- THE TASK -
Check every line of the entries for the string "Header" and return the ones that contain it.

[Records contained in a dataset]
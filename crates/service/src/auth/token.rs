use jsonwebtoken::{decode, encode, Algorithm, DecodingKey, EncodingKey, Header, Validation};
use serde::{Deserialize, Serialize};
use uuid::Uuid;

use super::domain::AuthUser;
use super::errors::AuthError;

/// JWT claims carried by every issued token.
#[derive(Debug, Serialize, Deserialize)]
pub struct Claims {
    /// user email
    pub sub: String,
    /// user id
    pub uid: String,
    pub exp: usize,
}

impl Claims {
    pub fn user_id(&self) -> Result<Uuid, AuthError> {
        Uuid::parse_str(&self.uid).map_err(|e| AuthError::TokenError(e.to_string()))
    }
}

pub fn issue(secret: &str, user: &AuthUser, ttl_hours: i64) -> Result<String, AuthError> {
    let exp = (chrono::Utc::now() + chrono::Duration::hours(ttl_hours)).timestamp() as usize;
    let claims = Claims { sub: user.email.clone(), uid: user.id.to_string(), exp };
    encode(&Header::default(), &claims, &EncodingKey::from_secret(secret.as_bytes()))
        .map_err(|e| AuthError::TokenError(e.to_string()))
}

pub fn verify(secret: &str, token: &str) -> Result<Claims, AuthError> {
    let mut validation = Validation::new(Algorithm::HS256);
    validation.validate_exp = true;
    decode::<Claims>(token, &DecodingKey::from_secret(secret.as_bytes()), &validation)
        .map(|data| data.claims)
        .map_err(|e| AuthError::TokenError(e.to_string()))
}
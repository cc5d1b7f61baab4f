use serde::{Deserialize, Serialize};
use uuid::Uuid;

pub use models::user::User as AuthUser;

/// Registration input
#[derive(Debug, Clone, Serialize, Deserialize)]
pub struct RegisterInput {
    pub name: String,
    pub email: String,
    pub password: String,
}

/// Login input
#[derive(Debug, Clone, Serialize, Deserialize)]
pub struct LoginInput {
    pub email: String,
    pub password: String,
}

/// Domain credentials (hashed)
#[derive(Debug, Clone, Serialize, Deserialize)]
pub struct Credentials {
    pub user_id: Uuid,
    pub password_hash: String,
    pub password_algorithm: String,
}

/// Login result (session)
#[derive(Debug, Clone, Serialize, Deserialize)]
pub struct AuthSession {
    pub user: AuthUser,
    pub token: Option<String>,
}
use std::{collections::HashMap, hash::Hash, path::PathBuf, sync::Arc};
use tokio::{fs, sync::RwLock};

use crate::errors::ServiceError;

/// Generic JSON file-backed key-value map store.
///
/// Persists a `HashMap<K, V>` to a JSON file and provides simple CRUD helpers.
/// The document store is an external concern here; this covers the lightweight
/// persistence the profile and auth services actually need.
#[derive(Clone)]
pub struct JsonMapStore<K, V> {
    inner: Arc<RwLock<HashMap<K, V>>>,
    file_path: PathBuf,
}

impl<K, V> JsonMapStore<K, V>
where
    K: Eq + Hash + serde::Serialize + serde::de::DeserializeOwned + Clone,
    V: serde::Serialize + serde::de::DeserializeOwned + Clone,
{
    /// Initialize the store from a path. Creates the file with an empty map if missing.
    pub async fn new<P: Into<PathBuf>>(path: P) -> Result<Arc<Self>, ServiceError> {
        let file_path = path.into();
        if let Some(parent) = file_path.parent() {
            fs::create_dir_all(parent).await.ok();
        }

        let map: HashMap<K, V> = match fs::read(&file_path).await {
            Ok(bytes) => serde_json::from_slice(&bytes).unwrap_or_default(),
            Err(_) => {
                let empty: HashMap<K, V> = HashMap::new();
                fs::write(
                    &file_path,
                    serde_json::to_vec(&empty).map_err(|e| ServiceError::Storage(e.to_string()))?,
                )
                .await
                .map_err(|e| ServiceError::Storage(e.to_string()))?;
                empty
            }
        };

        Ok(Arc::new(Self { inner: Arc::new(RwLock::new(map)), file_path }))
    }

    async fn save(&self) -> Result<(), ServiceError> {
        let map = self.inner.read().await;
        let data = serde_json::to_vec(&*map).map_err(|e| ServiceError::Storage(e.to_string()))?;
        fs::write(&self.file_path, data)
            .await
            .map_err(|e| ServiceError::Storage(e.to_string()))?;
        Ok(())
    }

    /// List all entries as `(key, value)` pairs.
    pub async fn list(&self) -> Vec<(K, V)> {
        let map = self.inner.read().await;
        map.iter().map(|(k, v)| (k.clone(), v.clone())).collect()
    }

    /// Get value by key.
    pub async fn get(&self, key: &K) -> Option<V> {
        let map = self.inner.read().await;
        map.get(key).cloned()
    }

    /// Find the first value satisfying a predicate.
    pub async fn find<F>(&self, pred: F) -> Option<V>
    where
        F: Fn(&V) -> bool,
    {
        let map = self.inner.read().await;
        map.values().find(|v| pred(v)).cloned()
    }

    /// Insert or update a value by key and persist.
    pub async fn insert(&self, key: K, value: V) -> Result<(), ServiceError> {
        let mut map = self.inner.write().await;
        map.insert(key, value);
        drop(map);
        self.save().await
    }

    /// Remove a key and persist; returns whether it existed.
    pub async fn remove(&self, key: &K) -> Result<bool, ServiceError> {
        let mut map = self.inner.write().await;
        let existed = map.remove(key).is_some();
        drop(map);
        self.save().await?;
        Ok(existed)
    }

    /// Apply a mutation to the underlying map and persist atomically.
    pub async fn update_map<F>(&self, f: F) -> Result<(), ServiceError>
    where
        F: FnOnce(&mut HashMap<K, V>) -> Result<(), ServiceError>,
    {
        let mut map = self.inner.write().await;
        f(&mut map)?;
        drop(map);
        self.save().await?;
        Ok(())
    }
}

- TASK RESPONSE -
use jsonwebtoken::{decode, encode, Algorithm, DecodingKey, EncodingKey, Header, Validation};
    encode(&Header::default(), &claims, &EncodingKey::from_secret(secret.as_bytes()))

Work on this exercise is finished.